In today's market, SSD and NAND flash memory consumption is divided into three main groups:
- Consumer devices (tablets, cameras, mobile phones)
- Client systems (netbook, notebook, ultrabook, AIO, desktop PCs), embedded / commercial (gaming kiosk, purpose-built systems, digital signage)
- Enterprise computing platforms (HPC, data center server)
Choosing the right SSD storage device for a company's data centre can be a tedious learning process, in which a variety of different SSD vendors and product types need to be tested for suitability, as not all SSDs and NAND flash memories are made in the same way.
SSDs are manufactured for easy-to-install replacement or supplementation of magnetic disk-based hard drives (HDD) and come in many different form factors, including 2.5 inches, and with communication protocols / interfaces, including Serial ATA (SATA), Serial Attached SCSI (SAS) and, more recently, PCIe to transfer data to or from the central processing unit (CPU) of a server.
Although SSDs are easy to install, it is not guaranteed that they will all be suitable for the applications the company has selected them for the long term.

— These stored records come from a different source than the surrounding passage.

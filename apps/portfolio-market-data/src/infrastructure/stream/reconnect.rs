//! Reconnection Policy
//!
//! Exponential backoff with jitter between stream connection attempts.

use std::time::Duration;

use rand::Rng;

use crate::infrastructure::config::StreamSettings;

/// Jitter applied to every delay, as a fraction of the delay.
const DEFAULT_JITTER: f64 = 0.1;

/// Backoff parameters.
#[derive(Debug, Clone)]
pub struct ReconnectConfig {
    /// Delay before the first retry.
    pub initial_delay: Duration,
    /// Upper bound on any delay.
    pub max_delay: Duration,
    /// Growth factor applied after each attempt.
    pub multiplier: f64,
    /// Jitter as a fraction (0.1 = ±10%).
    pub jitter_factor: f64,
    /// Attempts allowed before giving up (0 = unlimited).
    pub max_attempts: u32,
}

impl Default for ReconnectConfig {
    fn default() -> Self {
        Self::from_stream_settings(&StreamSettings::default())
    }
}

impl ReconnectConfig {
    /// Build from stream settings.
    #[must_use]
    pub const fn from_stream_settings(settings: &StreamSettings) -> Self {
        Self {
            initial_delay: settings.reconnect_delay_initial,
            max_delay: settings.reconnect_delay_max,
            multiplier: settings.reconnect_delay_multiplier,
            jitter_factor: DEFAULT_JITTER,
            max_attempts: settings.max_reconnect_attempts,
        }
    }
}

/// Stateful backoff sequence.
///
/// # Example
///
/// ```rust
/// use portfolio_market_data::infrastructure::stream::{ReconnectConfig, ReconnectPolicy};
///
/// let mut policy = ReconnectPolicy::new(ReconnectConfig::default());
/// assert!(policy.next_delay().is_some());
///
/// // After a successful connect
/// policy.reset();
/// assert_eq!(policy.attempt_count(), 0);
/// ```
#[derive(Debug)]
pub struct ReconnectPolicy {
    config: ReconnectConfig,
    current_delay: Duration,
    attempt_count: u32,
}

impl ReconnectPolicy {
    /// Create a policy at its initial delay.
    #[must_use]
    pub const fn new(config: ReconnectConfig) -> Self {
        let current_delay = config.initial_delay;
        Self {
            config,
            current_delay,
            attempt_count: 0,
        }
    }

    /// Delay before the next attempt, or `None` once attempts are exhausted.
    #[must_use]
    pub fn next_delay(&mut self) -> Option<Duration> {
        if !self.should_retry() {
            return None;
        }
        self.attempt_count += 1;

        let delay = self.jittered(self.current_delay);
        let multiplier = if self.config.multiplier.is_finite() {
            self.config.multiplier.max(1.0)
        } else {
            1.0
        };
        self.current_delay =
            Duration::try_from_secs_f64(self.current_delay.as_secs_f64() * multiplier)
                .unwrap_or(self.config.max_delay)
                .min(self.config.max_delay);

        Some(delay)
    }

    /// Return to the initial delay after a successful connect.
    pub const fn reset(&mut self) {
        self.current_delay = self.config.initial_delay;
        self.attempt_count = 0;
    }

    /// Attempts made since the last reset.
    #[must_use]
    pub const fn attempt_count(&self) -> u32 {
        self.attempt_count
    }

    /// Whether another attempt is allowed.
    #[must_use]
    pub const fn should_retry(&self) -> bool {
        self.config.max_attempts == 0 || self.attempt_count < self.config.max_attempts
    }

    fn jittered(&self, delay: Duration) -> Duration {
        if self.config.jitter_factor <= 0.0 || delay.is_zero() {
            return delay;
        }
        let spread = self.config.jitter_factor.min(1.0);
        let factor = rand::rng().random_range((1.0 - spread)..=(1.0 + spread));
        delay.mul_f64(factor).max(Duration::from_millis(1))
    }
}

If SSDs wear out prematurely because they are over-written, sustained write power is significantly lower during their expected lifetime, or they cause extra latency in the storage array and therefore need to be replaced early, the cost of a mis-selected SSD can often negate all of their original cost savings and performance benefits.
To help you decide on your next purchase of spare storage or additional storage for a corporate data centre, this study looks at the three key features that distinguish an enterprise-class SSD from a client-class SSD: Performance, reliability, and endurance.
Performance
By using multi-channel architecture and parallel access from the SSD controller to the NAND flash chips, SSDs can achieve incredibly high read and write speeds for both sequential and random CPU data queries.
The typical scenario of a data centre is the processing of millions of bytes of random company data, including technical CAD drawings and seismic analysis data (e.g., Big Data), or customers worldwide access to banking transactions (e.g., OLTP). Access to the storage devices must be done with the lowest latency, and it may also be necessary for many customers to have access to the same data at the same time, without reducing response times. User experience is based on low latency, which increases user productivity.
A client application affects only one user or application, and the tolerance limit between the minimum and the maximum response time (or latency) for user or system activities is higher.
Mismatched performance can adversely affect complex SSD storage arrays (such as Network Attached Storage, Direct Attached Storage, or Storage Area Network) and wreak havoc on storage array latency, sustained performance, and ultimately, service quality, that is perceived by users.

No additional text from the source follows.